Infortuni e malattie professionali: sale l'importo per il danno biologico

Dallo scorso 1° gennaio, con l’entrata in vigore della legge di Bilancio 2019, è aumentato l’importo dell’indennizzo in capitale danno biologico, per le menomazioni comprese tra il 6% e il 15%, arrivando in media a circa il 40% rispetto agli anni precedenti. La nuova tabella di indennizzo del danno biologico in capitale è stata pubblicata con decreto del Ministero del lavoro n. 45 del 23 aprile 2019 ed è  valida per il triennio 2019-2021.

Nella nuova tabella non vengono più operate distinzioni di genere e vengono equiparate le prestazioni che spettano a uomini e donne. L’Ital Uil chiarisce che per gli eventi verificatisi sino al 31 dicembre 2018 la prestazione è erogata secondo le tabelle di cui al DM 12/07/2000, in una unica soluzione e in funzione di età, sesso e grado di menomazione.
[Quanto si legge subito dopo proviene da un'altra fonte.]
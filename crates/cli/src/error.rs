// SPDX-License-Identifier: MIT
// Copyright (c) 2026 Alfred Jean LLC

use thiserror::Error;

use crate::sync::{ReplayError, TransportError};

/// Errors surfaced by the `opq` host.
///
/// Errors provide user-friendly messages with hints for common issues.
#[derive(Debug, Error)]
pub enum Error {
    #[error(transparent)]
    Queue(opq_core::Error),

    #[error(transparent)]
    Replay(#[from] ReplayError),

    #[error("invalid remote: {0}")]
    Transport(#[from] TransportError),

    #[error("no remote configured\n  hint: pass --base-url or add a [remote] section to {0}")]
    NoRemote(String),

    #[error("invalid payload: {0}\n  hint: the payload must be a JSON document, e.g. '{{\"title\":\"x\"}}'")]
    InvalidPayload(String),

    #[error("config error: {0}")]
    Config(String),

    #[error("io error: {0}")]
    Io(#[from] std::io::Error),

    #[error("json error: {0}")]
    Json(#[from] serde_json::Error),

    #[error("runtime error: {0}")]
    Runtime(String),
}

/// A specialized Result type for opq host operations.
pub type Result<T> = std::result::Result<T, Error>;

impl From<opq_core::Error> for Error {
    fn from(e: opq_core::Error) -> Self {
        match e {
            opq_core::Error::InvalidConfig(s) => Error::Config(s),
            opq_core::Error::Io(e) => Error::Io(e),
            opq_core::Error::Json(e) => Error::Json(e),
            other => Error::Queue(other),
        }
    }
}

impl From<toml::de::Error> for Error {
    fn from(e: toml::de::Error) -> Self {
        Error::Config(e.to_string())
    }
}

impl From<toml::ser::Error> for Error {
    fn from(e: toml::ser::Error) -> Self {
        Error::Config(e.to_string())
    }
}

#[cfg(test)]
#[path = "error_tests.rs"]
mod tests;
L’indennizzo del danno biologico

Il patronato della Uil  ricorda che l’indennizzo in capitale del danno biologico è una prestazione economica non soggetta a tassazione Irpef riconosciuta per gli infortuni e malattie professionali verificatisi e denunciate dal 25 luglio 2000, per i quali è accertato un grado di menomazione dell’integrità psicofisica dal 6% al 15%. Come abbiamo precisato, dal 1° gennaio 2019 l’indennizzo (senza distinzione di sesso) è in funzione del grado di menomazione e dell’età.  Al di sotto del 6% non c’è indennizzo, mentre al di sopra del 15% (per minorazioni di grado pari o superiori al 16%) è prevista l’erogazione della rendita.

Esempi di indennizzo

Nella tabella, a titolo di esempio, per il grado di menomazione permanete del 6%, corrispondente a 1.430,68 punti Inail, corrisponde fino a 20 anni un indennizzo pari a € 8.584,08, a 66 anni ed oltre corrisponde un indennizzo pari a € 3.862,84.